The full listing below should be repeated exactly.
═════ Raw data ═════
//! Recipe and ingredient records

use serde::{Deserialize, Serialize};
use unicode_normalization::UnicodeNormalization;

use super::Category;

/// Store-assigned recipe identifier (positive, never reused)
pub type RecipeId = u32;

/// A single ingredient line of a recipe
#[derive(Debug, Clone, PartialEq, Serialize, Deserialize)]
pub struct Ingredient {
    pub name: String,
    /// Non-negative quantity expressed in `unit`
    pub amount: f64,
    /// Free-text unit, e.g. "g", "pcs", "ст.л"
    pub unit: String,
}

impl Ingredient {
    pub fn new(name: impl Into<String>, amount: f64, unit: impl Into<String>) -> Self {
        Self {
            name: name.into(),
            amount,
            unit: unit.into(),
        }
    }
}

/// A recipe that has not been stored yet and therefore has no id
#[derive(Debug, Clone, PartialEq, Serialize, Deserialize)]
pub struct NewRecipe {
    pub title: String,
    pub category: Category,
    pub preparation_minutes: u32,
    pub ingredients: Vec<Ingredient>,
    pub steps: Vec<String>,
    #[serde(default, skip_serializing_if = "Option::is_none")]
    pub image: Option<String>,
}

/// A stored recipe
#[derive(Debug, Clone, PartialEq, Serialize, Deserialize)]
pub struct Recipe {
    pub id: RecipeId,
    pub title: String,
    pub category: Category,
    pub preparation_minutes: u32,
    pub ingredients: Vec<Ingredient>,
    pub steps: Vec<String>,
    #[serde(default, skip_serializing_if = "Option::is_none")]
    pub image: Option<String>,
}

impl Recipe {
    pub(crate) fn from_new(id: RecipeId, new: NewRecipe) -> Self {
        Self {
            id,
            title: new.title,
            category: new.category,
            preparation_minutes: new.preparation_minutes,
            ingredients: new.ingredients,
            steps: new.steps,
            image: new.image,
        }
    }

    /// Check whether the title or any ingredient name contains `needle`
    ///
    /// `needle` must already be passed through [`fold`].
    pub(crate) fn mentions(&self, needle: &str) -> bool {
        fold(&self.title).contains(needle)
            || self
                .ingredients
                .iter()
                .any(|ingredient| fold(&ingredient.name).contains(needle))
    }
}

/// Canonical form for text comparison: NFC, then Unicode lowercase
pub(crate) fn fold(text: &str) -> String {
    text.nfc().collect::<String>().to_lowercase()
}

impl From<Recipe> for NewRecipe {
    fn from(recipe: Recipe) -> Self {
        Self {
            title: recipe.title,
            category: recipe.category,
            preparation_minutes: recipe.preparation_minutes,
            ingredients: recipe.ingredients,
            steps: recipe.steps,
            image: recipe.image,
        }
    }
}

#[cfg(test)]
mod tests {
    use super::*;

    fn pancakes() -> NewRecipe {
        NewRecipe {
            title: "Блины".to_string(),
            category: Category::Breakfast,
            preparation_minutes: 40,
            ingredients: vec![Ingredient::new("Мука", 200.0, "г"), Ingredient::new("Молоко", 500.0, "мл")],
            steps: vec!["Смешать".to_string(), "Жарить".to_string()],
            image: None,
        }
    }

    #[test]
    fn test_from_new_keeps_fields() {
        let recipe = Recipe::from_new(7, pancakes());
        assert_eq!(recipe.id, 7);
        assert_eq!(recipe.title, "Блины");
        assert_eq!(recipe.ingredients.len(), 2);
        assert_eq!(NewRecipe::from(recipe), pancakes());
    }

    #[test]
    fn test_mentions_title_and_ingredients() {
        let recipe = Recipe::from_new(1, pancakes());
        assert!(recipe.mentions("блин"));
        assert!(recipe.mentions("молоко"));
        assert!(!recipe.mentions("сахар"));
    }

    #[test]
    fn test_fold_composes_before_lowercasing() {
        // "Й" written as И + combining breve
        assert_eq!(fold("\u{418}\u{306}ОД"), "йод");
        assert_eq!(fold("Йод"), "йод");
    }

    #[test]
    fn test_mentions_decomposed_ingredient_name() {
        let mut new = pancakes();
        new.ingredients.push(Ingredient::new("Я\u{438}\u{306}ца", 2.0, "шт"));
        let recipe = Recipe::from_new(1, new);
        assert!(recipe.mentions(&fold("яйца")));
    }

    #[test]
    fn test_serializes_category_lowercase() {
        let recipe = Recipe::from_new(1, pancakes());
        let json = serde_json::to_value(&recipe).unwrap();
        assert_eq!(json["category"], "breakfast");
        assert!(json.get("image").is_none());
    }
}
═════
Your solution
//! Recipe and ingredient records

use serde::{Deserialize, Serialize};
use unicode_normalization::UnicodeNormalization;

use super::Category;

/// Store-assigned recipe identifier (positive, never reused)
pub type RecipeId = u32;

/// A single ingredient line of a recipe
#[derive(Debug, Clone, PartialEq, Serialize, Deserialize)]
pub struct Ingredient {
    pub name: String,
    /// Non-negative quantity expressed in `unit`
    pub amount: f64,
    /// Free-text unit, e.g. "g", "pcs", "ст.л"
    pub unit: String,
}

impl Ingredient {
    pub fn new(name: impl Into<String>, amount: f64, unit: impl Into<String>) -> Self {
        Self {
            name: name.into(),
            amount,
            unit: unit.into(),
        }
    }
}

/// A recipe that has not been stored yet and therefore has no id
#[derive(Debug, Clone, PartialEq, Serialize, Deserialize)]
pub struct NewRecipe {
    pub title: String,
    pub category: Category,
    pub preparation_minutes: u32,
    pub ingredients: Vec<Ingredient>,
    pub steps: Vec<String>,
    #[serde(default, skip_serializing_if = "Option::is_none")]
    pub image: Option<String>,
}

/// A stored recipe
#[derive(Debug, Clone, PartialEq, Serialize, Deserialize)]
pub struct Recipe {
    pub id: RecipeId,
    pub title: String,
    pub category: Category,
    pub preparation_minutes: u32,
    pub ingredients: Vec<Ingredient>,
    pub steps: Vec<String>,
    #[serde(default, skip_serializing_if = "Option::is_none")]
    pub image: Option<String>,
}

impl Recipe {
    pub(crate) fn from_new(id: RecipeId, new: NewRecipe) -> Self {
        Self {
            id,
            title: new.title,
            category: new.category,
            preparation_minutes: new.preparation_minutes,
            ingredients: new.ingredients,
            steps: new.steps,
            image: new.image,
        }
    }

    /// Check whether the title or any ingredient name contains `needle`
    ///
    /// `needle` must already be passed through [`fold`].
    pub(crate) fn mentions(&self, needle: &str) -> bool {
        fold(&self.title).contains(needle)
            || self
                .ingredients
                .iter()
                .any(|ingredient| fold(&ingredient.name).contains(needle))
    }
}

/// Canonical form for text comparison: NFC, then Unicode lowercase
pub(crate) fn fold(text: &str) -> String {
    text.nfc().collect::<String>().to_lowercase()
}

impl From<Recipe> for NewRecipe {
    fn from(recipe: Recipe) -> Self {
        Self {
            title: recipe.title,
            category: recipe.category,
            preparation_minutes: recipe.preparation_minutes,
            ingredients: recipe.ingredients,
            steps: recipe.steps,
            image: recipe.image,
        }
    }
}

#[cfg(test)]
mod tests {
    use super::*;

    fn pancakes() -> NewRecipe {
        NewRecipe {
            title: "Блины".to_string(),
            category: Category::Breakfast,
            preparation_minutes: 40,
            ingredients: vec![Ingredient::new("Мука", 200.0, "г"), Ingredient::new("Молоко", 500.0, "мл")],
            steps: vec!["Смешать".to_string(), "Жарить".to_string()],
            image: None,
        }
    }

    #[test]
    fn test_from_new_keeps_fields() {
        let recipe = Recipe::from_new(7, pancakes());
        assert_eq!(recipe.id, 7);
        assert_eq!(recipe.title, "Блины");
        assert_eq!(recipe.ingredients.len(), 2);
        assert_eq!(NewRecipe::from(recipe), pancakes());
    }

    #[test]
    fn test_mentions_title_and_ingredients() {
        let recipe = Recipe::from_new(1, pancakes());
        assert!(recipe.mentions("блин"));
        assert!(recipe.mentions("молоко"));
        assert!(!recipe.mentions("сахар"));
    }

    #[test]
    fn test_fold_composes_before_lowercasing() {
        // "Й" written as И + combining breve
        assert_eq!(fold("\u{418}\u{306}ОД"), "йод");
        assert_eq!(fold("Йод"), "йод");
    }

    #[test]
    fn test_mentions_decomposed_ingredient_name() {
        let mut new = pancakes();
        new.ingredients.push(Ingredient::new("Я\u{438}\u{306}ца", 2.0, "шт"));
        let recipe = Recipe::from_new(1, new);
        assert!(recipe.mentions(&fold("яйца")));
    }

    #[test]
    fn test_serializes_category_lowercase() {
        let recipe = Recipe::from_new(1, pancakes());
        let json = serde_json::to_value(&recipe).unwrap();
        assert_eq!(json["category"], "breakfast");
        assert!(json.get("image").is_none());
    }
}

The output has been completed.